═══ Provided data

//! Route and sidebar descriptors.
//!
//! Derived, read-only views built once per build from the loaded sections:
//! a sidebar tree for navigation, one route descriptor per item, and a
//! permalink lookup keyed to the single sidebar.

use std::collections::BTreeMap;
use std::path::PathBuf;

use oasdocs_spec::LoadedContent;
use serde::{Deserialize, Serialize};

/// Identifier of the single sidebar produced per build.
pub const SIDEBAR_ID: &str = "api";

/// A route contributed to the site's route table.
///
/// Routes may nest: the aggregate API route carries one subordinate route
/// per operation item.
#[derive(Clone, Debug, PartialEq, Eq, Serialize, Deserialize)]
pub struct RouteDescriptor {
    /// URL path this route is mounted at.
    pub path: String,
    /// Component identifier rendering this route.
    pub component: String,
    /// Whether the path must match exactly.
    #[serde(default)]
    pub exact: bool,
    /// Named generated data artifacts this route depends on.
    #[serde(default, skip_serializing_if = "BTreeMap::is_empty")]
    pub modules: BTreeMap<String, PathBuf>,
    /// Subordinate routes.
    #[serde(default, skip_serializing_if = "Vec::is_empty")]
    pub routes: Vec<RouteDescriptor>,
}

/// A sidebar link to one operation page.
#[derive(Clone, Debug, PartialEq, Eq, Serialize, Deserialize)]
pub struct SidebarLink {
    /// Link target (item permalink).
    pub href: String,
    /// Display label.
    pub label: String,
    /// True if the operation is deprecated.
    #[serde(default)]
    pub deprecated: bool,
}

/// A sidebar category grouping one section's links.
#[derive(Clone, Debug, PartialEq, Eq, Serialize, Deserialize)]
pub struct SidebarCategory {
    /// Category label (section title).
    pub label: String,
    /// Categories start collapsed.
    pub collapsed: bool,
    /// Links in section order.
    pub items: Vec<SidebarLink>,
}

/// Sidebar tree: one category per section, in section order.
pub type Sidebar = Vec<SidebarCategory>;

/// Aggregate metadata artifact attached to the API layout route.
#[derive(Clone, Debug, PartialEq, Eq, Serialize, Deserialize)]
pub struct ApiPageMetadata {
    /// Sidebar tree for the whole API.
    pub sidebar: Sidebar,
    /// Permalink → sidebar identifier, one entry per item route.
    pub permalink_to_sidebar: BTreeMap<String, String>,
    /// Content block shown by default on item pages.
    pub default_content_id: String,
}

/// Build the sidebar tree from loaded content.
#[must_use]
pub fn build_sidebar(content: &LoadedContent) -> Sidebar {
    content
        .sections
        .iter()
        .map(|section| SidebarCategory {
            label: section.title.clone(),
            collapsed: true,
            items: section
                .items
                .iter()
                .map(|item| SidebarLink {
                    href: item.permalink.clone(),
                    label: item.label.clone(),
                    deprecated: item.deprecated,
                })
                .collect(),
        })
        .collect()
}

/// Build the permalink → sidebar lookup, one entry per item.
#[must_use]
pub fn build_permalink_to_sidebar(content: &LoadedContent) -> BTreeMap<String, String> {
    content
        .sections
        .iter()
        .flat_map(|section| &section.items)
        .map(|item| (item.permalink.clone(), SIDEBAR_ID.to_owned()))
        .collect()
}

══════

▶ Exercise requirements: Write out the lines of the entries, word for word, from the first through the one containing "pub struct SidebarCategory", and stop at that line.

▶ Response:
//! Route and sidebar descriptors.
//!
//! Derived, read-only views built once per build from the loaded sections:
//! a sidebar tree for navigation, one route descriptor per item, and a
//! permalink lookup keyed to the single sidebar.

use std::collections::BTreeMap;
use std::path::PathBuf;

use oasdocs_spec::LoadedContent;
use serde::{Deserialize, Serialize};

/// Identifier of the single sidebar produced per build.
pub const SIDEBAR_ID: &str = "api";

/// A route contributed to the site's route table.
///
/// Routes may nest: the aggregate API route carries one subordinate route
/// per operation item.
#[derive(Clone, Debug, PartialEq, Eq, Serialize, Deserialize)]
pub struct RouteDescriptor {
    /// URL path this route is mounted at.
    pub path: String,
    /// Component identifier rendering this route.
    pub component: String,
    /// Whether the path must match exactly.
    #[serde(default)]
    pub exact: bool,
    /// Named generated data artifacts this route depends on.
    #[serde(default, skip_serializing_if = "BTreeMap::is_empty")]
    pub modules: BTreeMap<String, PathBuf>,
    /// Subordinate routes.
    #[serde(default, skip_serializing_if = "Vec::is_empty")]
    pub routes: Vec<RouteDescriptor>,
}

/// A sidebar link to one operation page.
#[derive(Clone, Debug, PartialEq, Eq, Serialize, Deserialize)]
pub struct SidebarLink {
    /// Link target (item permalink).
    pub href: String,
    /// Display label.
    pub label: String,
    /// True if the operation is deprecated.
    #[serde(default)]
    pub deprecated: bool,
}

/// A sidebar category grouping one section's links.
#[derive(Clone, Debug, PartialEq, Eq, Serialize, Deserialize)]
pub struct SidebarCategory {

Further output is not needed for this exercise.